_Work to complete_
Wherever "ExitCode" appears in the records below, copy the line that holds it.

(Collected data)
Start of Block

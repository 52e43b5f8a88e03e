//! Content fan-out: partial failure, resume without duplicates, and the
//! per-kind concurrency bound.

mod common;

use std::sync::Arc;
use std::sync::atomic::Ordering;

use chrono::Utc;
use rustc_hash::FxHashMap;
use serde_json::json;

use common::{
    CountingModel, Harness, quiz_body, resources_body, scripted_agents, tutorial_body,
};
use roadweave::agents::{
    AgentError, AgentFactory, AgentKind, Agents, ChatMessage, ChatModel, ScriptedChatModel,
};
use roadweave::config::EngineConfig;
use roadweave::model::{
    Concept, Framework, Module, RoadmapMetadata, Stage, Task, TutorialMetadata,
};
use roadweave::repo::{QuizRepo, ResourceRepo, RoadmapRepo, TutorialRepo};
use roadweave::runtime::CancelToken;
use roadweave::runtime::content::ContentJobSpec;
use roadweave::types::{ArtifactKind, ContentStatus, TaskStatus, WorkflowStep};

fn framework_with(concepts: Vec<Concept>) -> Framework {
    Framework {
        title: "Roadmap".into(),
        stages: vec![Stage {
            title: "Stage".into(),
            order: 1,
            modules: vec![Module {
                title: "Module".into(),
                concepts,
            }],
        }],
        total_estimated_hours: 6.0,
        recommended_completion_weeks: 2,
    }
}

fn concept(id: &str) -> Concept {
    Concept {
        concept_id: id.to_string(),
        title: format!("Concept {id}"),
        estimated_hours: 2.0,
        ..Default::default()
    }
}

async fn seed(harness: &Harness, task_id: &str, roadmap_id: &str, framework: Framework) {
    let mut task = Task::new(
        task_id.to_string(),
        "user-1".to_string(),
        "roadmap_generation",
        json!({"goal": "x"}),
    );
    task.status = TaskStatus::Processing;
    task.current_step = Some(WorkflowStep::ContentGeneration);
    task.roadmap_id = Some(roadmap_id.to_string());
    harness.insert_task(&task).await;

    let now = Utc::now();
    let mut scope = harness.repos.begin().await.unwrap();
    RoadmapRepo::upsert(
        &mut scope,
        &RoadmapMetadata {
            roadmap_id: roadmap_id.to_string(),
            task_id: task_id.to_string(),
            user_id: "user-1".to_string(),
            framework,
            created_at: now,
            updated_at: now,
        },
    )
    .await
    .unwrap();
    scope.commit().await.unwrap();
}

fn full_job(task_id: &str, roadmap_id: &str) -> ContentJobSpec {
    ContentJobSpec {
        task_id: task_id.to_string(),
        roadmap_id: roadmap_id.to_string(),
        kinds: ArtifactKind::ALL.to_vec(),
        concept_ids: None,
    }
}

#[tokio::test]
async fn partial_failure_reports_failed_concepts() {
    let mut config = EngineConfig::default();
    // Serialize resource generation so the scripted failure lands on c2.
    config.semaphore_caps.insert(ArtifactKind::Resources, 1);
    let harness = Harness::new(config).await;
    seed(
        &harness,
        "t1",
        "r1",
        framework_with(vec![concept("c1"), concept("c2"), concept("c3")]),
    )
    .await;

    let content = harness.content_engine(scripted_agents(vec![
        (
            AgentKind::TutorialGenerator,
            ScriptedChatModel::repeating(tutorial_body()),
        ),
        (
            AgentKind::ResourceRecommender,
            ScriptedChatModel::with_outcomes(vec![
                Ok(ChatMessage::assistant(resources_body())),
                Err(AgentError::InvalidDocument {
                    what: "resource list",
                    message: "model refused".into(),
                }),
                Ok(ChatMessage::assistant(resources_body())),
            ]),
        ),
        (
            AgentKind::QuizGenerator,
            ScriptedChatModel::repeating(quiz_body()),
        ),
    ]));

    let report = content
        .run(&full_job("t1", "r1"), &CancelToken::never())
        .await
        .unwrap();

    assert_eq!(report.status, TaskStatus::PartialFailure);
    assert_eq!(
        report.failed_concepts.get(&ArtifactKind::Resources),
        Some(&vec!["c2".to_string()])
    );

    let task = harness.get_task("t1").await;
    assert_eq!(task.status, TaskStatus::PartialFailure);
    let error = task.error.expect("failure payload recorded");
    assert!(error["failed_concepts"]["resources"][0] == json!("c2"));

    let mut scope = harness.repos.begin().await.unwrap();
    let tutorials = TutorialRepo::list_for_roadmap(&mut scope, "r1").await.unwrap();
    let resources = ResourceRepo::list_for_roadmap(&mut scope, "r1").await.unwrap();
    let quizzes = QuizRepo::list_for_roadmap(&mut scope, "r1").await.unwrap();
    let roadmap = RoadmapRepo::get(&mut scope, "r1").await.unwrap();
    scope.commit().await.unwrap();

    assert_eq!(tutorials.len(), 3);
    assert_eq!(resources.len(), 2);
    assert_eq!(quizzes.len(), 3);

    let failed = roadmap.framework.concept("c2").unwrap();
    assert_eq!(
        failed.artifact_status(ArtifactKind::Resources),
        ContentStatus::Failed
    );
    assert!(failed.resources_id.is_none());
    for id in ["c1", "c3"] {
        let ok = roadmap.framework.concept(id).unwrap();
        assert_eq!(
            ok.artifact_status(ArtifactKind::Resources),
            ContentStatus::Completed
        );
    }
}

#[tokio::test]
async fn resume_skips_already_persisted_tutorials() {
    let harness = Harness::new(EngineConfig::default()).await;

    // c1 and c2 already have tutorials (a crash happened mid-fan-out).
    let mut done_one = concept("c1");
    let mut done_two = concept("c2");
    for (seeded, id) in [(&mut done_one, "tut-1"), (&mut done_two, "tut-2")] {
        seeded.content_status = ContentStatus::Completed;
        seeded.tutorial_id = Some(id.to_string());
    }
    seed(
        &harness,
        "t1",
        "r1",
        framework_with(vec![done_one, done_two, concept("c3"), concept("c4")]),
    )
    .await;
    {
        let mut scope = harness.repos.begin().await.unwrap();
        for concept_id in ["c1", "c2"] {
            TutorialRepo::upsert(
                &mut scope,
                &TutorialMetadata::draft(concept_id, "r1", None, Some("existing".into())),
            )
            .await
            .unwrap();
        }
        scope.commit().await.unwrap();
    }

    // Exactly two scripted responses: the engine may only generate c3, c4.
    let content = harness.content_engine(scripted_agents(vec![(
        AgentKind::TutorialGenerator,
        ScriptedChatModel::new(vec![
            ChatMessage::assistant(tutorial_body()),
            ChatMessage::assistant(tutorial_body()),
        ]),
    )]));
    let job = ContentJobSpec {
        kinds: vec![ArtifactKind::Tutorial],
        ..full_job("t1", "r1")
    };
    let report = content.run(&job, &CancelToken::never()).await.unwrap();

    assert_eq!(report.status, TaskStatus::Completed);
    assert_eq!(harness.get_task("t1").await.status, TaskStatus::Completed);

    let mut scope = harness.repos.begin().await.unwrap();
    let tutorials = TutorialRepo::list_for_roadmap(&mut scope, "r1").await.unwrap();
    let roadmap = RoadmapRepo::get(&mut scope, "r1").await.unwrap();
    scope.commit().await.unwrap();

    // One row per concept, no duplicates, all first versions.
    assert_eq!(tutorials.len(), 4);
    for concept_id in ["c1", "c2", "c3", "c4"] {
        let rows: Vec<_> = tutorials
            .iter()
            .filter(|t| t.concept_id == concept_id)
            .collect();
        assert_eq!(rows.len(), 1, "one tutorial for {concept_id}");
        assert!(rows[0].is_latest);
        assert_eq!(rows[0].content_version, 1);
        assert_eq!(
            roadmap
                .framework
                .concept(concept_id)
                .unwrap()
                .artifact_status(ArtifactKind::Tutorial),
            ContentStatus::Completed
        );
    }
}

#[tokio::test]
async fn quiz_generation_respects_the_semaphore_cap() {
    let mut config = EngineConfig::default();
    config.semaphore_caps.insert(ArtifactKind::Quiz, 2);
    let harness = Harness::new(config).await;

    let concepts: Vec<Concept> = (1..=8).map(|i| concept(&format!("c{i}"))).collect();
    seed(&harness, "t1", "r1", framework_with(concepts)).await;

    let counting = CountingModel::new(quiz_body());
    let mut models: FxHashMap<AgentKind, Arc<dyn ChatModel>> = FxHashMap::default();
    models.insert(AgentKind::QuizGenerator, counting.clone());
    let content = harness.content_engine(Agents::new(AgentFactory::from_models(models)));

    let job = ContentJobSpec {
        kinds: vec![ArtifactKind::Quiz],
        ..full_job("t1", "r1")
    };
    let report = content.run(&job, &CancelToken::never()).await.unwrap();

    assert_eq!(report.status, TaskStatus::Completed);
    let max = counting.max_active.load(Ordering::SeqCst);
    assert!(max <= 2, "observed {max} concurrent quiz calls, cap is 2");

    let mut scope = harness.repos.begin().await.unwrap();
    let quizzes = QuizRepo::list_for_roadmap(&mut scope, "r1").await.unwrap();
    scope.commit().await.unwrap();
    assert_eq!(quizzes.len(), 8);
}
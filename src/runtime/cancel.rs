//! Cancellation token threaded through every async call path.
//!
//! Built on `tokio::sync::watch`: one [`CancelHandle`] flips the flag, any
//! number of cloned [`CancelToken`]s observe it. Dropping the handle counts
//! as cancellation so engine shutdown stops workers without an explicit
//! broadcast.

use tokio::sync::watch;

/// Create a linked handle/token pair.
#[must_use]
pub fn cancel_pair() -> (CancelHandle, CancelToken) {
    let (tx, rx) = watch::channel(false);
    (CancelHandle { tx }, CancelToken { rx })
}

/// Sending half; owned by the engine (or a test).
#[derive(Debug)]
pub struct CancelHandle {
    tx: watch::Sender<bool>,
}

impl CancelHandle {
    pub fn cancel(&self) {
        let _ = self.tx.send(true);
    }

    #[must_use]
    pub fn token(&self) -> CancelToken {
        CancelToken {
            rx: self.tx.subscribe(),
        }
    }
}

/// Observing half; cheap to clone.
#[derive(Clone, Debug)]
pub struct CancelToken {
    rx: watch::Receiver<bool>,
}

impl CancelToken {
    /// Non-blocking check used between suspension points.
    #[must_use]
    pub fn is_cancelled(&self) -> bool {
        *self.rx.borrow()
    }

    /// Resolve when cancellation is requested (or the handle is dropped).
    pub async fn cancelled(&self) {
        let mut rx = self.rx.clone();
        loop {
            if *rx.borrow() {
                return;
            }
            if rx.changed().await.is_err() {
                return;
            }
        }
    }

    /// A token that never fires, for tests and fire-and-forget jobs.
    #[must_use]
    pub fn never() -> Self {
        static KEEPALIVE: std::sync::OnceLock<watch::Sender<bool>> = std::sync::OnceLock::new();
        let tx = KEEPALIVE.get_or_init(|| watch::channel(false).0);
        Self { rx: tx.subscribe() }
    }
}
//! Workflow state and the patch model node runners communicate with.
//!
//! A [`WorkflowState`] is the single document the executor threads through a
//! run: everything a node needs to decide what to do next, and everything the
//! checkpoint store must persist to make the run resumable. Runners never
//! mutate it directly; they return a [`StatePatch`] describing the fields
//! they produced and the executor merges it with [`WorkflowState::apply`].
//! This keeps runners pure and independently testable.
//!
//! The struct is serde-serializable and every field carries
//! `#[serde(default)]`, so snapshots written by older builds keep loading
//! after fields are added.
//!
//! # Examples
//!
//! ```rust
//! use roadweave::state::{StatePatch, WorkflowState};
//! use roadweave::model::IntentAnalysis;
//!
//! let mut state = WorkflowState::new("task-1", "user-1", serde_json::json!({"goal": "Learn Rust"}));
//! assert!(state.intent.is_none());
//!
//! state.apply(StatePatch::new().with_intent(IntentAnalysis {
//!     goal: "Learn Rust".into(),
//!     ..Default::default()
//! }));
//! assert!(state.intent.is_some());
//! ```

use rustc_hash::FxHashMap;
use serde::{Deserialize, Serialize};
use serde_json::Value;

use crate::model::{Framework, IntentAnalysis, ValidationReport};
use crate::types::{ArtifactKind, ReviewDecision, TaskStatus};

/// Complete per-run workflow state.
///
/// The workflow id is the task id; the two terms are interchangeable
/// throughout the engine.
#[derive(Clone, Debug, Default, PartialEq, Serialize, Deserialize)]
pub struct WorkflowState {
    #[serde(default)]
    pub task_id: String,
    #[serde(default)]
    pub user_id: String,
    /// Opaque input document as submitted.
    #[serde(default)]
    pub user_request: Value,
    #[serde(default)]
    pub intent: Option<IntentAnalysis>,
    #[serde(default)]
    pub roadmap_id: Option<String>,
    #[serde(default)]
    pub framework: Option<Framework>,
    #[serde(default)]
    pub validation: Option<ValidationReport>,
    /// Number of editor passes taken so far (bounded by `max_edit_cycles`).
    #[serde(default)]
    pub edit_cycles: u32,
    #[serde(default)]
    pub review: Option<ReviewDecision>,
    /// Set by the content worker once fan-out has resolved.
    #[serde(default)]
    pub content: Option<ContentReport>,
}

impl WorkflowState {
    /// Initial state for a freshly submitted task.
    #[must_use]
    pub fn new(task_id: &str, user_id: &str, user_request: Value) -> Self {
        Self {
            task_id: task_id.to_string(),
            user_id: user_id.to_string(),
            user_request,
            ..Default::default()
        }
    }

    /// Merge a node's patch into this state.
    ///
    /// `clear_validation` is applied before `validation` so an editor patch
    /// can drop a stale report in the same merge that installs the revised
    /// framework.
    pub fn apply(&mut self, patch: StatePatch) {
        if patch.clear_validation {
            self.validation = None;
        }
        if let Some(intent) = patch.intent {
            self.intent = Some(intent);
        }
        if let Some(roadmap_id) = patch.roadmap_id {
            self.roadmap_id = Some(roadmap_id);
        }
        if let Some(framework) = patch.framework {
            self.framework = Some(framework);
        }
        if let Some(validation) = patch.validation {
            self.validation = Some(validation);
        }
        if let Some(cycles) = patch.edit_cycles {
            self.edit_cycles = cycles;
        }
        if let Some(review) = patch.review {
            self.review = Some(review);
        }
        if let Some(content) = patch.content {
            self.content = Some(content);
        }
    }
}

/// Partial state update returned by node execution.
///
/// All fields are optional; a node sets only what it produced.
#[derive(Clone, Debug, Default)]
pub struct StatePatch {
    pub intent: Option<IntentAnalysis>,
    pub roadmap_id: Option<String>,
    pub framework: Option<Framework>,
    pub validation: Option<ValidationReport>,
    /// Drop any existing validation report (set by the editor so the router
    /// sends the revised framework back through validation).
    pub clear_validation: bool,
    pub edit_cycles: Option<u32>,
    pub review: Option<ReviewDecision>,
    pub content: Option<ContentReport>,
}

impl StatePatch {
    #[must_use]
    pub fn new() -> Self {
        Self::default()
    }

    #[must_use]
    pub fn with_intent(mut self, intent: IntentAnalysis) -> Self {
        self.intent = Some(intent);
        self
    }

    #[must_use]
    pub fn with_roadmap_id(mut self, roadmap_id: impl Into<String>) -> Self {
        self.roadmap_id = Some(roadmap_id.into());
        self
    }

    #[must_use]
    pub fn with_framework(mut self, framework: Framework) -> Self {
        self.framework = Some(framework);
        self
    }

    #[must_use]
    pub fn with_validation(mut self, report: ValidationReport) -> Self {
        self.validation = Some(report);
        self
    }

    #[must_use]
    pub fn with_clear_validation(mut self) -> Self {
        self.clear_validation = true;
        self
    }

    #[must_use]
    pub fn with_edit_cycles(mut self, cycles: u32) -> Self {
        self.edit_cycles = Some(cycles);
        self
    }

    #[must_use]
    pub fn with_review(mut self, decision: ReviewDecision) -> Self {
        self.review = Some(decision);
        self
    }

    #[must_use]
    pub fn with_content(mut self, report: ContentReport) -> Self {
        self.content = Some(report);
        self
    }

    /// Whether the patch carries no changes at all.
    #[must_use]
    pub fn is_empty(&self) -> bool {
        self.intent.is_none()
            && self.roadmap_id.is_none()
            && self.framework.is_none()
            && self.validation.is_none()
            && !self.clear_validation
            && self.edit_cycles.is_none()
            && self.review.is_none()
            && self.content.is_none()
    }
}

/// Outcome of content fan-out, recorded when the content worker resolves.
#[derive(Clone, Debug, PartialEq, Serialize, Deserialize)]
pub struct ContentReport {
    /// Final status the fan-out resolved to
    /// (completed / partial_failure / failed).
    #[serde(default = "ContentReport::default_status")]
    pub status: TaskStatus,
    /// Concept ids that failed, keyed by artifact kind. Kinds with no
    /// failures are absent.
    #[serde(default)]
    pub failed_concepts: FxHashMap<ArtifactKind, Vec<String>>,
    /// Number of artifacts successfully persisted.
    #[serde(default)]
    pub succeeded: u32,
}

impl Default for ContentReport {
    fn default() -> Self {
        Self {
            status: TaskStatus::Completed,
            failed_concepts: FxHashMap::default(),
            succeeded: 0,
        }
    }
}

impl ContentReport {
    fn default_status() -> TaskStatus {
        TaskStatus::Completed
    }

    /// Record one failed artifact.
    pub fn record_failure(&mut self, kind: ArtifactKind, concept_id: &str) {
        self.failed_concepts
            .entry(kind)
            .or_default()
            .push(concept_id.to_string());
    }

    /// Resolve the final task status from the all/any/none rule.
    #[must_use]
    pub fn resolve_status(succeeded: u32, failed: u32) -> TaskStatus {
        match (succeeded, failed) {
            (_, 0) => TaskStatus::Completed,
            (0, _) => TaskStatus::Failed,
            _ => TaskStatus::PartialFailure,
        }
    }
}

#[cfg(test)]
mod tests {
    use super::*;
    use crate::model::{IssueSeverity, ValidationIssue};

    #[test]
    fn apply_merges_only_set_fields() {
        let mut state = WorkflowState::new("t", "u", Value::Null);
        state.apply(StatePatch::new().with_roadmap_id("r1"));
        assert_eq!(state.roadmap_id.as_deref(), Some("r1"));
        assert!(state.intent.is_none());

        // An unrelated patch leaves the roadmap id alone.
        state.apply(StatePatch::new().with_edit_cycles(1));
        assert_eq!(state.roadmap_id.as_deref(), Some("r1"));
        assert_eq!(state.edit_cycles, 1);
    }

    #[test]
    fn clear_validation_runs_before_install() {
        let mut state = WorkflowState::new("t", "u", Value::Null);
        state.apply(StatePatch::new().with_validation(ValidationReport {
            issues: vec![ValidationIssue {
                severity: IssueSeverity::Major,
                location: String::new(),
                message: "bad".into(),
            }],
            score: 0.2,
        }));
        assert!(state.validation.is_some());

        // Editor patch: drop the stale report.
        state.apply(StatePatch::new().with_clear_validation().with_edit_cycles(1));
        assert!(state.validation.is_none());
        assert_eq!(state.edit_cycles, 1);
    }

    #[test]
    fn snapshot_roundtrip_tolerates_added_fields() {
        let state = WorkflowState::new("t", "u", serde_json::json!({"goal": "x"}));
        let mut snapshot = serde_json::to_value(&state).unwrap();
        // A field written by some future build.
        snapshot["future_field"] = serde_json::json!({"nested": true});
        let restored: WorkflowState = serde_json::from_value(snapshot).unwrap();
        assert_eq!(restored.task_id, "t");
    }

    #[test]
    fn status_resolution_rule() {
        assert_eq!(ContentReport::resolve_status(3, 0), TaskStatus::Completed);
        assert_eq!(
            ContentReport::resolve_status(2, 1),
            TaskStatus::PartialFailure
        );
        assert_eq!(ContentReport::resolve_status(0, 3), TaskStatus::Failed);
        // Degenerate empty roadmap counts as completed.
        assert_eq!(ContentReport::resolve_status(0, 0), TaskStatus::Completed);
    }
}
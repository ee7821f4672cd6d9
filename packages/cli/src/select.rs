use crate::Cli;

/// Print the highest candidate version a constraint admits.
#[derive(Clone, Debug, clap::Args)]
#[group(skip)]
pub struct Args {
	/// The constraint.
	#[arg(index = 1)]
	pub constraint: String,

	/// The candidate versions.
	#[arg(index = 2, required = true)]
	pub versions: Vec<String>,
}

impl Cli {
	pub fn command_select(&self, args: Args) -> Result<std::process::ExitCode, crate::Error> {
		let scheme = self.scheme();
		match scheme.select(&args.constraint, &args.versions)? {
			Some(version) => {
				println!("{version}");
				Ok(std::process::ExitCode::SUCCESS)
			},
			None => Ok(std::process::ExitCode::FAILURE),
		}
	}
}
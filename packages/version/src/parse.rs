use {
	crate::{
		Version,
		constraint::Constraint,
		part::{Kind, Part, Separator},
		range::Range,
	},
	std::sync::{Arc, LazyLock},
	time::format_description::BorrowedFormatItem,
	winnow::{
		combinator::{alt, repeat},
		prelude::*,
		token::{one_of, take_while},
	},
};

static DATE_FORMAT: LazyLock<Vec<BorrowedFormatItem<'static>>> =
	LazyLock::new(|| time::format_description::parse("[year][month][day]").unwrap());

static TIME_FORMAT: LazyLock<Vec<BorrowedFormatItem<'static>>> =
	LazyLock::new(|| time::format_description::parse("[hour][minute][second]").unwrap());

#[derive(Clone, Debug, derive_more::Display, derive_more::Error)]
pub enum ParseError {
	#[display("the version range is not delimited by brackets")]
	MissingDelimiter,

	#[display("the version range contains more than two versions")]
	TooManyBounds,

	#[display(
		"a version range containing exactly one version must be inclusive on both bounds"
	)]
	MismatchedSinglePointInclusivity,

	#[display("the version range is too short to be valid")]
	EmptyToken,

	#[display("invalid version")]
	InvalidVersion,
}

/// Whether a constraint string is a single version rather than a union of
/// ranges.
#[must_use]
pub fn is_single_version(text: &str) -> bool {
	range_breaks(text).is_empty()
}

pub(crate) fn version(
	text: &str,
	rebuild_indicator: &str,
	qualifiers: &Arc<[String]>,
) -> Result<Version, ParseError> {
	let tokens = tokens.parse(text).map_err(|_| ParseError::InvalidVersion)?;
	let parts = tokens
		.into_iter()
		.map(|(separator_char, raw)| {
			let kind = Kind::of(raw, rebuild_indicator, qualifiers);
			let separator = separator_char.map_or(Separator::None, Separator::of);
			Part::new(
				kind,
				separator,
				separator_char,
				raw.to_owned(),
				qualifiers.clone(),
			)
		})
		.collect();
	let (parts, is_snapshot) = fold_snapshot(parts, qualifiers);
	Ok(Version::new(
		parts,
		is_snapshot,
		rebuild_indicator.to_owned(),
		qualifiers.clone(),
	))
}

pub(crate) fn range(
	text: &str,
	rebuild_indicator: &str,
	qualifiers: &Arc<[String]>,
	mut autobox: bool,
) -> Result<Range, ParseError> {
	if (!autobox && text.len() < 3) || (autobox && text.is_empty()) {
		return Err(ParseError::EmptyToken);
	}

	let mut interior = text;
	let mut lower_inclusive = true;
	match text.chars().next() {
		Some('(') => {
			lower_inclusive = false;
			interior = &interior[1..];
		},
		Some('[') => {
			interior = &interior[1..];
		},
		_ => {
			if !autobox {
				return Err(ParseError::MissingDelimiter);
			}
		},
	}

	let mut upper_inclusive = true;
	match text.chars().next_back() {
		Some(')') => {
			upper_inclusive = false;
			interior = &interior[..interior.len() - 1];
		},
		Some(']') => {
			interior = &interior[..interior.len() - 1];
		},
		_ => {
			if !autobox {
				return Err(ParseError::MissingDelimiter);
			}
		},
	}

	let versions: Vec<&str> = interior.split(',').collect();
	if versions.len() > 2 {
		return Err(ParseError::TooManyBounds);
	}
	if versions.len() == 1 && (!lower_inclusive || !upper_inclusive) {
		return Err(ParseError::MismatchedSinglePointInclusivity);
	}

	let lower_base = version(versions[0], rebuild_indicator, qualifiers)?;

	// Snapshots are never autoboxed.
	if lower_base.is_snapshot() {
		autobox = false;
	}

	let lower_autoboxed = lower_base.autobox_upper_bound();

	// An exclusive autoboxed lower bound shifts up to the base version's
	// highest rebuild, so rebuilds of the excluded version stay out.
	let lower = if autobox && !lower_inclusive {
		lower_autoboxed.clone()
	} else {
		lower_base.clone()
	};

	let upper = if versions.len() == 1 {
		if autobox { lower_autoboxed } else { lower_base }
	} else {
		let upper = version(versions[1], rebuild_indicator, qualifiers)?;
		if upper_inclusive && autobox {
			upper.autobox_upper_bound()
		} else {
			// An exclusive upper bound is left alone, so it also excludes
			// rebuilds of the boundary version.
			upper
		}
	};

	Ok(Range {
		lower: Some(lower),
		lower_inclusive,
		upper: Some(upper),
		upper_inclusive,
	})
}

pub(crate) fn constraint(
	text: &str,
	rebuild_indicator: &str,
	qualifiers: &Arc<[String]>,
	autobox: bool,
) -> Result<Constraint, ParseError> {
	let breaks = range_breaks(text);
	if breaks.is_empty() {
		if autobox {
			let range = range(text, rebuild_indicator, qualifiers, autobox)?;
			return Ok(Constraint::Ranges(vec![range]));
		}
		let version = version(text, rebuild_indicator, qualifiers)?;
		return Ok(Constraint::Pinned(version));
	}
	let mut ranges = Vec::new();
	let mut start = 0;
	for index in breaks {
		ranges.push(range(&text[start..index], rebuild_indicator, qualifiers, autobox)?);
		start = index;
	}
	ranges.push(range(&text[start..], rebuild_indicator, qualifiers, autobox)?);
	Ok(Constraint::Ranges(ranges))
}

/// Each interior `[` or `(` starts a new range.
fn range_breaks(text: &str) -> Vec<usize> {
	text.char_indices()
		.filter(|(index, c)| *index > 0 && matches!(c, '[' | '('))
		.map(|(index, _)| index)
		.collect()
}

/// A token is one optional non-alphanumeric separator character followed by a
/// maximal all-digit or all-letter run. Punctuation with no following run is
/// discarded.
fn tokens<'a>(input: &mut &'a str) -> ModalResult<Vec<(Option<char>, &'a str)>> {
	let tokens: Vec<Option<(Option<char>, &'a str)>> = repeat(
		0..,
		alt((
			(separator, value).map(|(separator, value)| Some((Some(separator), value))),
			value.map(|value| Some((None, value))),
			separator.map(|_| None),
		)),
	)
	.parse_next(input)?;
	Ok(tokens.into_iter().flatten().collect())
}

fn separator(input: &mut &str) -> ModalResult<char> {
	one_of(|c: char| !c.is_alphanumeric()).parse_next(input)
}

fn value<'a>(input: &mut &'a str) -> ModalResult<&'a str> {
	alt((
		take_while(1.., |c: char| c.is_ascii_digit()),
		take_while(1.., |c: char| c.is_alphanumeric() && !c.is_ascii_digit()),
	))
	.parse_next(input)
}

/// Fold a trailing `<date><time><build>` triple into one remote snapshot
/// part. The triple only folds if the date and time are valid calendar values
/// and the build is an integer: an arbitrary run of digits is not a snapshot.
fn fold_snapshot(mut parts: Vec<Part>, qualifiers: &Arc<[String]>) -> (Vec<Part>, bool) {
	let Some(last) = parts.last() else {
		return (parts, false);
	};
	if last.kind() == Kind::LocalSnapshot {
		return (parts, true);
	}
	if parts.len() < 3 {
		return (parts, false);
	}
	let folded = {
		let [date, time, build] = &parts[parts.len() - 3..] else {
			return (parts, false);
		};
		let valid = parse_snapshot_date(date.raw()).is_some()
			&& parse_snapshot_time(time.raw()).is_some()
			&& build.raw().parse::<u64>().is_ok();
		if !valid {
			return (parts, false);
		}
		let raw = format!("{}{time}{build}", date.raw());
		Part::new(
			Kind::RemoteSnapshot,
			date.separator(),
			date.separator_char(),
			raw,
			qualifiers.clone(),
		)
	};
	parts.truncate(parts.len() - 3);
	parts.push(folded);
	(parts, true)
}

fn parse_snapshot_date(raw: &str) -> Option<time::Date> {
	if raw.len() != 8 || !raw.bytes().all(|byte| byte.is_ascii_digit()) {
		return None;
	}
	time::Date::parse(raw, &*DATE_FORMAT).ok()
}

fn parse_snapshot_time(raw: &str) -> Option<time::Time> {
	if raw.len() != 6 || !raw.bytes().all(|byte| byte.is_ascii_digit()) {
		return None;
	}
	time::Time::parse(raw, &*TIME_FORMAT).ok()
}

End of Block

_Response_
	pub fn command_select(&self, args: Args) -> Result<std::process::ExitCode, crate::Error> {
				Ok(std::process::ExitCode::SUCCESS)
			None => Ok(std::process::ExitCode::FAILURE),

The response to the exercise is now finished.